Gesù si volta e lì vicino c'è Simone, figlio di Giovanni.17) 2903) Quante volte, quando abbiamo avuto una preoccupazione o abbiamo passato un momento di difficoltà, abbiamo comunicato all'altro le nostre preoccupazioni (non le abbiamo dette al primo che passava per strada, abbiamo scelto bene la persona a cui dirle, una persona disponibile ad ascoltarci.Mentre viveva nel convento di Cracovia.Che hai in mente?(Michael O'Brian - scrittore - Tempi.48) 3460) Lo sguardo cristiano sa spezzare anche gli equivoci dell'ideologia.
(Vladimir Nabokov) 3374) Presto o tardi, tutti i problemi sono problemi "creativi".
(Don Giussani citato da Giorgio Vittadini - Tracce dic 2005 pag.22) 2444) La miglior definizione di cultura che avessi mai sentito è il suggerimento di San Paolo: "Vagliate tutto e trettenete il valore".
Ma uno che ottiene il premio Nobel svolge un compito idee libri regalo che è senza limiti, mentre l'operaio ha un compito delimitato?

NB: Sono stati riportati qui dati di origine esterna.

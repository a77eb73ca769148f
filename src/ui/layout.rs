use ratatui::layout::{Constraint, Direction, Layout, Rect};

/// Main layout structure
pub struct MainLayout {
    pub keybindings_area: Rect,
    pub list_area: Rect,
    pub timer_area: Rect,
    pub chart_area: Rect,
}

/// Create the main layout
/// - Top bar: keybindings (1 row)
/// - Main area: tasks on the left (60%), timer above chart on the right (40%)
pub fn create_layout(area: Rect) -> MainLayout {
    let main_chunks = Layout::default()
        .direction(Direction::Vertical)
        .constraints([
            Constraint::Length(1), // Keybindings bar
            Constraint::Min(0),    // Main content
        ])
        .split(area);

    let keybindings_area = main_chunks[0];
    let content_area = main_chunks[1];

    let horizontal = Layout::default()
        .direction(Direction::Horizontal)
        .constraints([
            Constraint::Percentage(60), // Task list
            Constraint::Percentage(40), // Timer + chart column
        ])
        .split(content_area);

    let right_column = Layout::default()
        .direction(Direction::Vertical)
        .constraints([
            Constraint::Percentage(45), // Timer pane
            Constraint::Percentage(55), // Chart pane
        ])
        .split(horizontal[1]);

    MainLayout {
        keybindings_area,
        list_area: horizontal[0],
        timer_area: right_column[0],
        chart_area: right_column[1],
    }
}

/// Create a centered modal area (for the task input)
pub fn create_modal_area(area: Rect) -> Rect {
    let vertical_chunks = Layout::default()
        .direction(Direction::Vertical)
        .constraints([
            Constraint::Percentage(35),
            Constraint::Length(7),
            Constraint::Percentage(35),
        ])
        .split(area);

    let horizontal_chunks = Layout::default()
        .direction(Direction::Horizontal)
        .constraints([
            Constraint::Percentage(20),
            Constraint::Percentage(60),
            Constraint::Percentage(20),
        ])
        .split(vertical_chunks[1]);

    horizontal_chunks[1]
}
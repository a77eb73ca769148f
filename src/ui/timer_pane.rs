use crate::app::AppState;
use crate::domain::TimerState;
use crate::ui::styles::{border_style, flash_style, hint_style, idle_style, running_style, title_style};
use ratatui::{
    layout::{Alignment, Rect},
    style::{Modifier, Style},
    text::{Line, Span},
    widgets::{Block, Borders, Paragraph},
    Frame,
};

/// Render the focus timer pane: countdown, state badge, transient
/// completion message
pub fn render_timer_pane(f: &mut Frame, app: &AppState, area: Rect) {
    let theme = app.theme;

    let badge = match app.timer.state() {
        TimerState::Running => Span::styled("⏱ RUNNING", running_style(theme)),
        TimerState::Idle => Span::styled("· idle", idle_style(theme)),
    };

    let clock_style = Style::default().add_modifier(Modifier::BOLD);

    let mut lines = vec![
        Line::raw(""),
        Line::from(Span::styled(app.timer.display(), clock_style)),
        Line::raw(""),
        Line::from(badge),
        Line::raw(""),
    ];

    if let Some(flash) = &app.flash {
        lines.push(Line::from(Span::styled(
            flash.message.clone(),
            flash_style(theme),
        )));
    } else {
        lines.push(Line::from(Span::styled(
            "Space start · r reset",
            hint_style(theme),
        )));
    }

    let block = Block::default()
        .borders(Borders::ALL)
        .border_style(border_style(theme))
        .title(Span::styled(" Focus Timer ", title_style(theme)));

    let paragraph = Paragraph::new(lines)
        .block(block)
        .alignment(Alignment::Center);

    f.render_widget(paragraph, area);
}
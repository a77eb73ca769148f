use crate::app::AppState;
use crate::ui::styles::{border_style, gauge_style, title_style};
use ratatui::{
    layout::{Constraint, Direction, Layout, Rect},
    text::{Line, Span},
    widgets::{Block, Borders, Gauge, Paragraph},
    Frame,
};

/// Render the analytics pane: a proportional completion bar plus the
/// plain-text counters. Everything here is derived fresh from current state.
pub fn render_chart_pane(f: &mut Frame, app: &AppState, area: Rect) {
    let theme = app.theme;
    let summary = app.summary();

    let gauge = Gauge::default()
        .gauge_style(gauge_style(theme))
        .ratio(summary.completion_fraction())
        .label(format!("Completion: {}", summary.percent_label()));

    let lines = vec![
        Line::from(vec![
            Span::styled("Total tasks: ", title_style(theme)),
            Span::raw(summary.total_tasks.to_string()),
        ]),
        Line::from(vec![
            Span::styled("Completed: ", title_style(theme)),
            Span::raw(summary.completed_tasks.to_string()),
        ]),
        Line::from(vec![
            Span::styled("Sessions: ", title_style(theme)),
            Span::raw(summary.sessions.to_string()),
        ]),
    ];

    let block = Block::default()
        .borders(Borders::ALL)
        .border_style(border_style(theme))
        .title(Span::styled(" Analytics ", title_style(theme)));

    let chunks = Layout::default()
        .direction(Direction::Vertical)
        .constraints([
            Constraint::Length(1), // Completion gauge
            Constraint::Length(1), // Spacing
            Constraint::Min(3),    // Counters
        ])
        .split(block.inner(area));

    f.render_widget(block, area);
    f.render_widget(gauge, chunks[0]);
    f.render_widget(Paragraph::new(lines), chunks[2]);
}
pub mod enums;
pub mod task;
pub mod timer;
pub mod views;

pub use enums::{ParseThemeError, Theme, TimerState, UiMode};
pub use task::{Task, TaskBoard};
pub use timer::{format_clock, FocusTimer, TimerSignal, SESSION_SECS};
pub use views::Summary;
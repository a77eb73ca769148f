use super::enums::TimerState;
use std::time::{Duration, Instant};

/// Length of one focus session in seconds (25 minutes)
pub const SESSION_SECS: u32 = 25 * 60;

/// Outcome of advancing the countdown
#[derive(Debug, Clone, Copy, PartialEq, Eq)]
pub enum TimerSignal {
    Ticked,
    /// The countdown reached zero on this advance; emitted exactly once per run
    Completed,
}

/// The focus countdown.
///
/// State is an explicit enum: `Idle` holds `SESSION_SECS` between runs,
/// `Running` counts wall-clock seconds down from wherever it stands.
/// `remaining_secs` stays within `[0, SESSION_SECS]`.
#[derive(Debug, Clone)]
pub struct FocusTimer {
    remaining_secs: u32,
    state: TimerState,
    last_update: Instant,
}

impl FocusTimer {
    pub fn new() -> Self {
        Self {
            remaining_secs: SESSION_SECS,
            state: TimerState::Idle,
            last_update: Instant::now(),
        }
    }

    pub fn state(&self) -> TimerState {
        self.state
    }

    pub fn is_running(&self) -> bool {
        self.state == TimerState::Running
    }

    pub fn remaining_secs(&self) -> u32 {
        self.remaining_secs
    }

    /// Begin counting down. No-op if already running.
    pub fn start(&mut self) {
        if self.state == TimerState::Running {
            return;
        }
        self.state = TimerState::Running;
        self.last_update = Instant::now();
    }

    /// Stop any active countdown immediately and return to a full session,
    /// regardless of current state.
    pub fn reset(&mut self) {
        self.state = TimerState::Idle;
        self.remaining_secs = SESSION_SECS;
    }

    /// Convert wall-clock time since the last update into whole seconds and
    /// advance the countdown. Called from the event loop on every poll.
    pub fn tick(&mut self) -> TimerSignal {
        if self.state != TimerState::Running {
            return TimerSignal::Ticked;
        }

        let elapsed = self.last_update.elapsed().as_secs();
        if elapsed == 0 {
            return TimerSignal::Ticked;
        }

        // Keep the sub-second remainder for the next poll
        self.last_update += Duration::from_secs(elapsed);
        self.advance(elapsed.min(u64::from(u32::MAX)) as u32)
    }

    /// Count down `secs` seconds. On reaching zero the timer stops, resets
    /// to a full session, and reports `Completed`.
    pub fn advance(&mut self, secs: u32) -> TimerSignal {
        if self.state != TimerState::Running {
            return TimerSignal::Ticked;
        }

        self.remaining_secs = self.remaining_secs.saturating_sub(secs);
        if self.remaining_secs == 0 {
            self.state = TimerState::Idle;
            self.remaining_secs = SESSION_SECS;
            return TimerSignal::Completed;
        }

        TimerSignal::Ticked
    }

    /// Current countdown formatted for display ("MM:SS")
    pub fn display(&self) -> String {
        format_clock(self.remaining_secs)
    }
}

impl Default for FocusTimer {
    fn default() -> Self {
        Self::new()
    }
}

/// Format seconds as "MM:SS", both parts zero-padded to two digits
pub fn format_clock(secs: u32) -> String {
    format!("{:02}:{:02}", secs / 60, secs % 60)
}
use anyhow::{Context, Result};
use std::env;
use std::fs;
use std::io::Write;
use std::path::{Path, PathBuf};
use tempfile::NamedTempFile;

/// Get the data directory - checks for a local .focusflow first, then falls
/// back to the global ~/.focusflow
pub fn get_data_dir() -> Result<PathBuf> {
    let current_dir = env::current_dir().context("Could not determine current directory")?;

    if let Some(local_dir) = find_local_dir(&current_dir) {
        return Ok(local_dir);
    }

    let home = dirs::home_dir().context("Could not determine home directory")?;
    Ok(home.join(".focusflow"))
}

/// Find a local .focusflow directory by walking up the directory tree
fn find_local_dir(start_dir: &Path) -> Option<PathBuf> {
    let mut current = start_dir;

    loop {
        let data_dir = current.join(".focusflow");
        if data_dir.exists() && data_dir.is_dir() {
            return Some(data_dir);
        }

        current = current.parent()?;
    }
}

/// Ensure the data directory exists
pub fn ensure_data_dir() -> Result<PathBuf> {
    let dir = get_data_dir()?;
    if !dir.exists() {
        fs::create_dir_all(&dir)
            .with_context(|| format!("Failed to create directory: {}", dir.display()))?;
    }
    Ok(dir)
}

/// Initialize a local .focusflow directory in the current directory
pub fn init_local_dir() -> Result<PathBuf> {
    let current_dir = env::current_dir().context("Could not determine current directory")?;
    let data_dir = current_dir.join(".focusflow");

    if data_dir.exists() {
        anyhow::bail!("Data directory already exists: {}", data_dir.display());
    }

    fs::create_dir_all(&data_dir)
        .with_context(|| format!("Failed to create directory: {}", data_dir.display()))?;

    Ok(data_dir)
}

/// Atomically write content to a file using temp file + rename
pub fn atomic_write<P: AsRef<Path>>(path: P, content: &str) -> Result<()> {
    let path = path.as_ref();
    let dir = path
        .parent()
        .context("File path has no parent directory")?;

    let mut temp_file =
        NamedTempFile::new_in(dir).context("Failed to create temporary file")?;

    temp_file
        .write_all(content.as_bytes())
        .context("Failed to write to temporary file")?;

    temp_file
        .as_file()
        .sync_all()
        .context("Failed to sync temporary file")?;

    temp_file
        .persist(path)
        .with_context(|| format!("Failed to persist file: {}", path.display()))?;

    Ok(())
}

/// Read file content, return empty string if the file doesn't exist
pub fn read_file<P: AsRef<Path>>(path: P) -> Result<String> {
    let path = path.as_ref();
    if !path.exists() {
        return Ok(String::new());
    }
    fs::read_to_string(path)
        .with_context(|| format!("Failed to read file: {}", path.display()))
}

#[cfg(test)]
mod tests {
    use super::*;

    #[test]
    fn test_atomic_write_and_read() {
        let temp_dir = tempfile::tempdir().unwrap();
        let test_file = temp_dir.path().join("test.txt");

        let content = "Hello, world!";
        atomic_write(&test_file, content).unwrap();

        let read_content = read_file(&test_file).unwrap();
        assert_eq!(read_content, content);
    }

    #[test]
    fn test_atomic_write_replaces_existing() {
        let temp_dir = tempfile::tempdir().unwrap();
        let test_file = temp_dir.path().join("test.txt");

        atomic_write(&test_file, "first").unwrap();
        atomic_write(&test_file, "second").unwrap();

        assert_eq!(read_file(&test_file).unwrap(), "second");
    }

    #[test]
    fn test_read_nonexistent_file() {
        let temp_dir = tempfile::tempdir().unwrap();
        let test_file = temp_dir.path().join("nonexistent.txt");

        let content = read_file(&test_file).unwrap();
        assert_eq!(content, "");
    }

    #[test]
    fn test_find_local_dir_walks_up() {
        let temp_dir = tempfile::tempdir().unwrap();
        let data_dir = temp_dir.path().join(".focusflow");
        fs::create_dir_all(&data_dir).unwrap();

        let nested = temp_dir.path().join("a").join("b");
        fs::create_dir_all(&nested).unwrap();

        assert_eq!(find_local_dir(&nested), Some(data_dir));
    }

    #[test]
    fn test_find_local_dir_absent() {
        let temp_dir = tempfile::tempdir().unwrap();
        assert_eq!(find_local_dir(temp_dir.path()), None);
    }
}
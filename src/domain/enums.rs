use std::str::FromStr;
use thiserror::Error;

/// Color scheme applied to the whole UI
#[derive(Debug, Clone, Copy, PartialEq, Eq)]
pub enum Theme {
    Light,
    Dark,
}

/// Error returned when a persisted theme key doesn't name a known theme
#[derive(Debug, Error, PartialEq, Eq)]
#[error("unknown theme: {0:?}")]
pub struct ParseThemeError(String);

impl Theme {
    /// Key written to the store ("light" / "dark")
    pub fn as_key(&self) -> &'static str {
        match self {
            Theme::Light => "light",
            Theme::Dark => "dark",
        }
    }

    /// Switch to the other theme
    pub fn toggle(&self) -> Theme {
        match self {
            Theme::Light => Theme::Dark,
            Theme::Dark => Theme::Light,
        }
    }
}

impl Default for Theme {
    fn default() -> Self {
        Theme::Dark
    }
}

impl FromStr for Theme {
    type Err = ParseThemeError;

    fn from_str(s: &str) -> Result<Self, Self::Err> {
        match s {
            "light" => Ok(Theme::Light),
            "dark" => Ok(Theme::Dark),
            other => Err(ParseThemeError(other.to_string())),
        }
    }
}

/// Runtime status of the focus countdown
#[derive(Debug, Clone, Copy, PartialEq, Eq)]
pub enum TimerState {
    Idle,
    Running,
}

/// UI mode for the application
#[derive(Debug, Clone, Copy, PartialEq, Eq)]
pub enum UiMode {
    Normal,
    AddingTask,
}

#[cfg(test)]
mod tests {
    use super::*;

    #[test]
    fn test_theme_from_str() {
        assert_eq!("light".parse(), Ok(Theme::Light));
        assert_eq!("dark".parse(), Ok(Theme::Dark));
        assert!("solarized".parse::<Theme>().is_err());
        assert!("Light".parse::<Theme>().is_err());
    }

    #[test]
    fn test_theme_as_key() {
        assert_eq!(Theme::Light.as_key(), "light");
        assert_eq!(Theme::Dark.as_key(), "dark");
    }

    #[test]
    fn test_theme_toggle() {
        assert_eq!(Theme::Dark.toggle(), Theme::Light);
        assert_eq!(Theme::Light.toggle(), Theme::Dark);
    }

    #[test]
    fn test_theme_default_is_dark() {
        assert_eq!(Theme::default(), Theme::Dark);
    }
}
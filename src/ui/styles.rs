use crate::domain::Theme;
use ratatui::style::{Color, Modifier, Style};

/// Default text style
pub fn default_style(theme: Theme) -> Style {
    match theme {
        Theme::Dark => Style::default().fg(Color::White),
        Theme::Light => Style::default().fg(Color::Black).bg(Color::White),
    }
}

/// Selected row highlight style
pub fn selected_style(theme: Theme) -> Style {
    match theme {
        Theme::Dark => Style::default()
            .fg(Color::Black)
            .bg(Color::LightCyan)
            .add_modifier(Modifier::BOLD),
        Theme::Light => Style::default()
            .fg(Color::White)
            .bg(Color::Blue)
            .add_modifier(Modifier::BOLD),
    }
}

/// Style for the row currently being dragged
pub fn dragging_style(theme: Theme) -> Style {
    selected_style(theme).add_modifier(Modifier::ITALIC)
}

/// Completed task style
pub fn done_style(_theme: Theme) -> Style {
    Style::default()
        .fg(Color::Green)
        .add_modifier(Modifier::CROSSED_OUT)
}

/// Running timer badge style
pub fn running_style(_theme: Theme) -> Style {
    Style::default()
        .fg(Color::Magenta)
        .add_modifier(Modifier::BOLD)
}

/// Idle timer badge style
pub fn idle_style(_theme: Theme) -> Style {
    Style::default().fg(Color::Gray)
}

/// Title style for panes
pub fn title_style(theme: Theme) -> Style {
    match theme {
        Theme::Dark => Style::default()
            .fg(Color::Cyan)
            .add_modifier(Modifier::BOLD),
        Theme::Light => Style::default()
            .fg(Color::Blue)
            .add_modifier(Modifier::BOLD),
    }
}

/// Border style
pub fn border_style(theme: Theme) -> Style {
    match theme {
        Theme::Dark => Style::default().fg(Color::Gray),
        Theme::Light => Style::default().fg(Color::DarkGray),
    }
}

/// Completion gauge style
pub fn gauge_style(theme: Theme) -> Style {
    match theme {
        Theme::Dark => Style::default().fg(Color::Cyan).bg(Color::DarkGray),
        Theme::Light => Style::default().fg(Color::Blue).bg(Color::Gray),
    }
}

/// Keybinding hint style
pub fn hint_style(theme: Theme) -> Style {
    match theme {
        Theme::Dark => Style::default().fg(Color::DarkGray),
        Theme::Light => Style::default().fg(Color::Gray),
    }
}

/// Modal background style
pub fn modal_bg_style(theme: Theme) -> Style {
    match theme {
        Theme::Dark => Style::default().bg(Color::DarkGray).fg(Color::White),
        Theme::Light => Style::default().bg(Color::Gray).fg(Color::Black),
    }
}

/// Modal title style
pub fn modal_title_style(_theme: Theme) -> Style {
    Style::default()
        .fg(Color::Yellow)
        .add_modifier(Modifier::BOLD)
}

/// Completion flash message style
pub fn flash_style(_theme: Theme) -> Style {
    Style::default()
        .fg(Color::Green)
        .add_modifier(Modifier::BOLD)
}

Soprattutto non fingere negli affetti e neppure sii cinico riguardo all'amore; poiché a dispetto di tutte le aridità e disillusioni esso è perenne come l'erba.È Cristo, non Satana, l'uomo 'scomodo' per il sistema.Non siate mai tranquilli Tempi, 3 settembre 1997) 2862) Dio si è coinvolto con la nostra umanità per aiutarci a non barare con il nostro cuore, a non lasciarci anestetizzare, a non lasciarci "metter via a non lasciarci togliere quello che ci spetta di diritto.Sottomesse tutte le popolazioni e resele schiave, praticavano i sacrifici umani, offrivano, uccidendoli, ventimila schiavi l'anno per placare l'ira dei loro dei.Non avevo mai realizzato la profondità di quel sorriso fino a quel momento.Dicevo: Dio sei ingiusto!Quelle vere le mettiamo da parte, ma le supposte, dove le mettiamo le supposte?Poi qualcuno ha detto: "Il presepe non deve offendere le minoranze così nel famoso museo Madame Tussaud di Londra al posto di Maria e Giuseppe hanno messo la Spice girl Victoria e Beckham e noi abbiamo detto.Le cose le faceva chi le sapeva fare, maschio o femmina, vecchio o giovane.